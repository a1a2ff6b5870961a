// Copyright 2025 Ollamometer Contributors
// SPDX-License-Identifier: Apache-2.0

//! I/O operations for benchmark reports.
//!
//! Layout under the output directory:
//!
//! - `raw/<model>.json` - entries of one model
//! - `all_results.json` - the complete report
//! - `summary.md` - Markdown summary

use std::fs;
use std::io;
use std::path::{Path, PathBuf};

use serde::Serialize;
use tracing::info;

use crate::markdown;
use crate::result::{BenchmarkReport, ResultEntry};

/// Default output directory.
pub const OUTPUT_DIR: &str = "results";

/// Sub-directory for per-model files.
pub const RAW_DIR: &str = "raw";

/// Combined report file name.
pub const ALL_RESULTS_FILE: &str = "all_results.json";

/// Markdown summary file name.
pub const SUMMARY_FILE: &str = "summary.md";

fn to_io_error(e: serde_json::Error) -> io::Error {
    io::Error::new(io::ErrorKind::Other, e)
}

fn write_json<T: Serialize + ?Sized>(value: &T, path: &Path) -> io::Result<()> {
    let json = serde_json::to_string_pretty(value).map_err(to_io_error)?;
    fs::write(path, json)
}

/// File name for a model, safe on every platform (`llama3.2:1b` becomes
/// `llama3.2_1b.json`).
pub fn raw_file_name(model: &str) -> String {
    let safe: String = model
        .chars()
        .map(|c| match c {
            '/' | '\\' | ':' | '*' | '?' | '"' | '<' | '>' | '|' => '_',
            c => c,
        })
        .collect();
    format!("{}.json", safe)
}

/// Ensure the output directory and its `raw/` sub-directory exist.
pub fn ensure_output_dirs(dir: &Path) -> io::Result<()> {
    fs::create_dir_all(dir.join(RAW_DIR))
}

/// Write the entries of each model to `raw/<model>.json`.
pub fn write_raw_results(report: &BenchmarkReport, dir: &Path) -> io::Result<Vec<PathBuf>> {
    ensure_output_dirs(dir)?;
    let mut written = Vec::new();
    for model in report.models() {
        let entries: Vec<&ResultEntry> = report.entries_for(model).collect();
        let path = dir.join(RAW_DIR).join(raw_file_name(model));
        write_json(&entries, &path)?;
        written.push(path);
    }
    Ok(written)
}

/// Write the complete report as JSON.
pub fn write_report_json(report: &BenchmarkReport, path: impl AsRef<Path>) -> io::Result<()> {
    write_json(report, path.as_ref())
}

/// Write the Markdown summary.
pub fn write_summary(report: &BenchmarkReport, dir: &Path) -> io::Result<()> {
    ensure_output_dirs(dir)?;
    fs::write(dir.join(SUMMARY_FILE), markdown::generate_summary(report))
}

/// Write raw per-model files, the combined report and the summary.
pub fn write_all_outputs(report: &BenchmarkReport, dir: impl AsRef<Path>) -> io::Result<()> {
    let dir = dir.as_ref();
    ensure_output_dirs(dir)?;

    write_raw_results(report, dir)?;
    write_report_json(report, dir.join(ALL_RESULTS_FILE))?;
    write_summary(report, dir)?;

    info!(dir = %dir.display(), tests = report.total_tests, "Benchmark outputs written");
    Ok(())
}

/// Read a report previously written by [`write_report_json`].
pub fn read_report_json(path: impl AsRef<Path>) -> io::Result<BenchmarkReport> {
    let content = fs::read_to_string(path)?;
    serde_json::from_str(&content).map_err(to_io_error)
}

#[cfg(test)]
mod tests {
    use super::*;
    use crate::result::tests::record;
    use ollamometer_core::ResultSet;
    use std::collections::BTreeMap;

    fn temp_dir() -> PathBuf {
        std::env::temp_dir().join(format!("ollamometer-io-{}", uuid::Uuid::new_v4()))
    }

    #[test]
    fn test_raw_file_name_sanitizes_tags() {
        assert_eq!(raw_file_name("llama3.2:1b"), "llama3.2_1b.json");
        assert_eq!(raw_file_name("org/model:7b"), "org_model_7b.json");
    }

    #[test]
    fn test_write_all_outputs_layout() {
        let dir = temp_dir();
        let set: ResultSet = vec![
            record("llama3.2:1b", "quick_qa", 1, 30),
            record("mistral:7b", "quick_qa", 1, 12),
            record("llama3.2:1b", "quick_qa", 2, 32),
        ]
        .into_iter()
        .collect();
        let report = BenchmarkReport::new(BTreeMap::new(), &set);

        write_all_outputs(&report, &dir).unwrap();

        assert!(dir.join(RAW_DIR).join("llama3.2_1b.json").exists());
        assert!(dir.join(RAW_DIR).join("mistral_7b.json").exists());
        assert!(dir.join(SUMMARY_FILE).exists());

        let raw: Vec<serde_json::Value> = serde_json::from_str(
            &fs::read_to_string(dir.join(RAW_DIR).join("llama3.2_1b.json")).unwrap(),
        )
        .unwrap();
        assert_eq!(raw.len(), 2);

        let back = read_report_json(dir.join(ALL_RESULTS_FILE)).unwrap();
        assert_eq!(back.total_tests, 3);
        assert_eq!(back.results[1].record.model, "mistral:7b");

        fs::remove_dir_all(&dir).unwrap();
    }

    #[test]
    fn test_read_missing_report_fails() {
        assert!(read_report_json(temp_dir().join(ALL_RESULTS_FILE)).is_err());
    }
}
// Copyright 2025 Ollamometer Contributors
// SPDX-License-Identifier: Apache-2.0

//! Ollama adapter for Ollamometer.
//!
//! This module implements [`InferenceBackend`] over the Ollama REST API.
//!
//! # Endpoints
//!
//! - `GET /api/tags` - availability probe and downloaded models
//! - `POST /api/generate` - non-streaming completion; with `keep_alive: 0`
//!   and no prompt it evicts the model instead
//! - `GET /api/ps` - loaded models with memory footprint
//! - `POST /api/pull` - model download, streamed as newline-delimited JSON
//!
//! # Example
//!
//! ```ignore
//! use ollamometer_adapters::ollama::OllamaClient;
//!
//! let client = OllamaClient::new("http://localhost:11434")?;
//! let response = client.generate("llama3.2:1b", "Why is the sky blue?").await?;
//! println!("{} tokens", response.eval_count);
//! ```

use std::time::Duration;

use async_trait::async_trait;
use ollamometer_core::backend::{
    BackendError, BackendResult, GenerateResponse, InferenceBackend, LoadedModel, PullProgress,
};
use reqwest::{Client, Response};
use serde::{Deserialize, Deserializer, Serialize};
use thiserror::Error;
use tokio::sync::mpsc;
use tracing::{debug, warn};

/// Longest error body kept in a [`BackendError::Status`].
const MAX_ERROR_BODY: usize = 512;

/// Errors that can occur while building an Ollama client.
#[derive(Debug, Error)]
pub enum OllamaAdapterError {
    /// Base URL is empty or not http(s)
    #[error("Invalid base URL: {0}")]
    InvalidBaseUrl(String),

    /// HTTP client construction failed
    #[error("HTTP client error: {0}")]
    Client(#[from] reqwest::Error),
}

/// Result type for adapter construction.
pub type Result<T> = std::result::Result<T, OllamaAdapterError>;

#[derive(Debug, Serialize)]
struct GenerateRequest<'a> {
    model: &'a str,
    prompt: &'a str,
    stream: bool,
}

#[derive(Debug, Serialize)]
struct UnloadRequest<'a> {
    model: &'a str,
    keep_alive: u32,
}

#[derive(Debug, Serialize)]
struct PullRequest<'a> {
    name: &'a str,
    stream: bool,
}

/// `/api/generate` response. A counter that is absent, null, or not a
/// non-negative integer reads as zero.
#[derive(Debug, Default, Deserialize)]
struct GenerateWire {
    #[serde(default, deserialize_with = "lenient_count")]
    total_duration: u64,
    #[serde(default, deserialize_with = "lenient_count")]
    load_duration: u64,
    #[serde(default, deserialize_with = "lenient_count")]
    prompt_eval_count: u64,
    #[serde(default, deserialize_with = "lenient_count")]
    prompt_eval_duration: u64,
    #[serde(default, deserialize_with = "lenient_count")]
    eval_count: u64,
    #[serde(default, deserialize_with = "lenient_count")]
    eval_duration: u64,
}

fn lenient_count<'de, D>(deserializer: D) -> std::result::Result<u64, D::Error>
where
    D: Deserializer<'de>,
{
    let value = serde_json::Value::deserialize(deserializer)?;
    Ok(value.as_u64().unwrap_or(0))
}

impl From<GenerateWire> for GenerateResponse {
    fn from(wire: GenerateWire) -> Self {
        Self {
            total_duration_ns: wire.total_duration,
            load_duration_ns: wire.load_duration,
            prompt_eval_count: wire.prompt_eval_count,
            prompt_eval_duration_ns: wire.prompt_eval_duration,
            eval_count: wire.eval_count,
            eval_duration_ns: wire.eval_duration,
        }
    }
}

#[derive(Debug, Deserialize)]
struct TagsWire {
    #[serde(default)]
    models: Vec<TagEntry>,
}

#[derive(Debug, Deserialize)]
struct TagEntry {
    #[serde(default)]
    name: String,
}

#[derive(Debug, Deserialize)]
struct PsWire {
    #[serde(default)]
    models: Vec<PsEntry>,
}

#[derive(Debug, Deserialize)]
struct PsEntry {
    #[serde(default)]
    name: String,
    #[serde(default)]
    size: u64,
    #[serde(default)]
    size_vram: u64,
}

impl From<PsEntry> for LoadedModel {
    fn from(entry: PsEntry) -> Self {
        Self {
            name: entry.name,
            size_bytes: entry.size,
            size_vram_bytes: entry.size_vram,
        }
    }
}

#[derive(Debug, Default, Deserialize)]
struct PullLine {
    #[serde(default)]
    status: String,
    #[serde(default)]
    completed: u64,
    #[serde(default)]
    total: u64,
    #[serde(default)]
    done: bool,
    #[serde(default)]
    error: Option<String>,
}

/// Parse one NDJSON line of a pull stream, forwarding progress.
///
/// Returns `Ok(true)` once the server reports completion.
fn handle_pull_line(
    line: &[u8],
    progress: &mpsc::UnboundedSender<PullProgress>,
) -> BackendResult<bool> {
    let line = match std::str::from_utf8(line) {
        Ok(text) => text.trim(),
        Err(e) => return Err(BackendError::Decode(e.to_string())),
    };
    if line.is_empty() {
        return Ok(false);
    }

    let parsed: PullLine =
        serde_json::from_str(line).map_err(|e| BackendError::Decode(e.to_string()))?;
    if let Some(error) = parsed.error {
        return Err(BackendError::Other(error));
    }

    let done = parsed.done || parsed.status == "success";
    // The receiver may have gone away; the download itself continues.
    let _ = progress.send(PullProgress {
        status: parsed.status,
        completed: parsed.completed,
        total: parsed.total,
    });
    Ok(done)
}

fn transport_error(err: reqwest::Error) -> BackendError {
    if err.is_decode() {
        BackendError::Decode(err.to_string())
    } else {
        BackendError::Unavailable(err.to_string())
    }
}

/// Turn a non-success response into [`BackendError::Status`].
async fn check_status(response: Response) -> BackendResult<Response> {
    let status = response.status();
    if status.is_success() {
        return Ok(response);
    }
    let mut body = response.text().await.unwrap_or_default();
    if body.len() > MAX_ERROR_BODY {
        let mut cut = MAX_ERROR_BODY;
        while !body.is_char_boundary(cut) {
            cut -= 1;
        }
        body.truncate(cut);
    }
    Err(BackendError::Status {
        status: status.as_u16(),
        body,
    })
}

/// HTTP client for an Ollama server.
#[derive(Debug, Clone)]
pub struct OllamaClient {
    client: Client,
    base_url: String,
    availability_timeout: Duration,
}

impl OllamaClient {
    /// Create a client for `base_url` with a 2 second availability probe.
    pub fn new(base_url: impl Into<String>) -> Result<Self> {
        Self::with_availability_timeout(base_url, Duration::from_secs(2))
    }

    /// Create a client with a custom availability probe timeout.
    ///
    /// Generate and pull calls have no overall timeout: a cold model load
    /// followed by a long completion can legitimately take minutes.
    pub fn with_availability_timeout(
        base_url: impl Into<String>,
        availability_timeout: Duration,
    ) -> Result<Self> {
        let base_url = base_url.into().trim_end_matches('/').to_string();
        if !(base_url.starts_with("http://") || base_url.starts_with("https://")) {
            return Err(OllamaAdapterError::InvalidBaseUrl(base_url));
        }

        let client = Client::builder()
            .connect_timeout(Duration::from_secs(10))
            .build()?;

        Ok(Self {
            client,
            base_url,
            availability_timeout,
        })
    }

    /// Base URL without trailing slash.
    pub fn base_url(&self) -> &str {
        &self.base_url
    }

    fn url(&self, path: &str) -> String {
        format!("{}{}", self.base_url, path)
    }
}

#[async_trait]
impl InferenceBackend for OllamaClient {
    async fn is_available(&self) -> bool {
        match self
            .client
            .get(self.url("/api/tags"))
            .timeout(self.availability_timeout)
            .send()
            .await
        {
            Ok(response) => response.status().is_success(),
            Err(e) => {
                debug!(error = %e, base_url = %self.base_url, "Ollama availability probe failed");
                false
            }
        }
    }

    async fn list_models(&self) -> BackendResult<Vec<String>> {
        let response = self
            .client
            .get(self.url("/api/tags"))
            .send()
            .await
            .map_err(transport_error)?;
        let tags: TagsWire = check_status(response)
            .await?
            .json()
            .await
            .map_err(transport_error)?;

        Ok(tags
            .models
            .into_iter()
            .map(|m| m.name)
            .filter(|name| !name.is_empty())
            .collect())
    }

    async fn generate(&self, model: &str, prompt: &str) -> BackendResult<GenerateResponse> {
        let request = GenerateRequest {
            model,
            prompt,
            stream: false,
        };
        let response = self
            .client
            .post(self.url("/api/generate"))
            .json(&request)
            .send()
            .await
            .map_err(transport_error)?;
        let wire: GenerateWire = check_status(response)
            .await?
            .json()
            .await
            .map_err(transport_error)?;

        Ok(wire.into())
    }

    async fn unload(&self, model: &str) -> BackendResult<()> {
        let request = UnloadRequest {
            model,
            keep_alive: 0,
        };
        let response = self
            .client
            .post(self.url("/api/generate"))
            .json(&request)
            .send()
            .await
            .map_err(transport_error)?;
        check_status(response).await?;
        Ok(())
    }

    async fn list_loaded_models(&self) -> BackendResult<Vec<LoadedModel>> {
        let response = self
            .client
            .get(self.url("/api/ps"))
            .send()
            .await
            .map_err(transport_error)?;
        let ps: PsWire = check_status(response)
            .await?
            .json()
            .await
            .map_err(transport_error)?;

        Ok(ps.models.into_iter().map(LoadedModel::from).collect())
    }

    async fn pull(
        &self,
        model: &str,
        progress: mpsc::UnboundedSender<PullProgress>,
    ) -> BackendResult<()> {
        let request = PullRequest {
            name: model,
            stream: true,
        };
        let response = self
            .client
            .post(self.url("/api/pull"))
            .json(&request)
            .send()
            .await
            .map_err(transport_error)?;
        let mut response = check_status(response).await?;

        let mut buffer: Vec<u8> = Vec::new();
        while let Some(chunk) = response.chunk().await.map_err(transport_error)? {
            buffer.extend_from_slice(&chunk);
            while let Some(pos) = buffer.iter().position(|b| *b == b'\n') {
                let line: Vec<u8> = buffer.drain(..=pos).collect();
                if handle_pull_line(&line, &progress)? {
                    return Ok(());
                }
            }
        }

        if !buffer.is_empty() && !handle_pull_line(&buffer, &progress)? {
            warn!(model = %model, "Pull stream ended without a success status");
        }
        Ok(())
    }
}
....................
| TASK TO COMPLETE |
Within the listing above, extract exactly the lines from the line with "stream, forwarding progress." to the line with "let parsed: PullLine", the two named lines included, and no others.

| SOLVED EXERCISE |
/// Parse one NDJSON line of a pull stream, forwarding progress.
///
/// Returns `Ok(true)` once the server reports completion.
fn handle_pull_line(
    line: &[u8],
    progress: &mpsc::UnboundedSender<PullProgress>,
) -> BackendResult<bool> {
    let line = match std::str::from_utf8(line) {
        Ok(text) => text.trim(),
        Err(e) => return Err(BackendError::Decode(e.to_string())),
    };
    if line.is_empty() {
        return Ok(false);
    }

    let parsed: PullLine =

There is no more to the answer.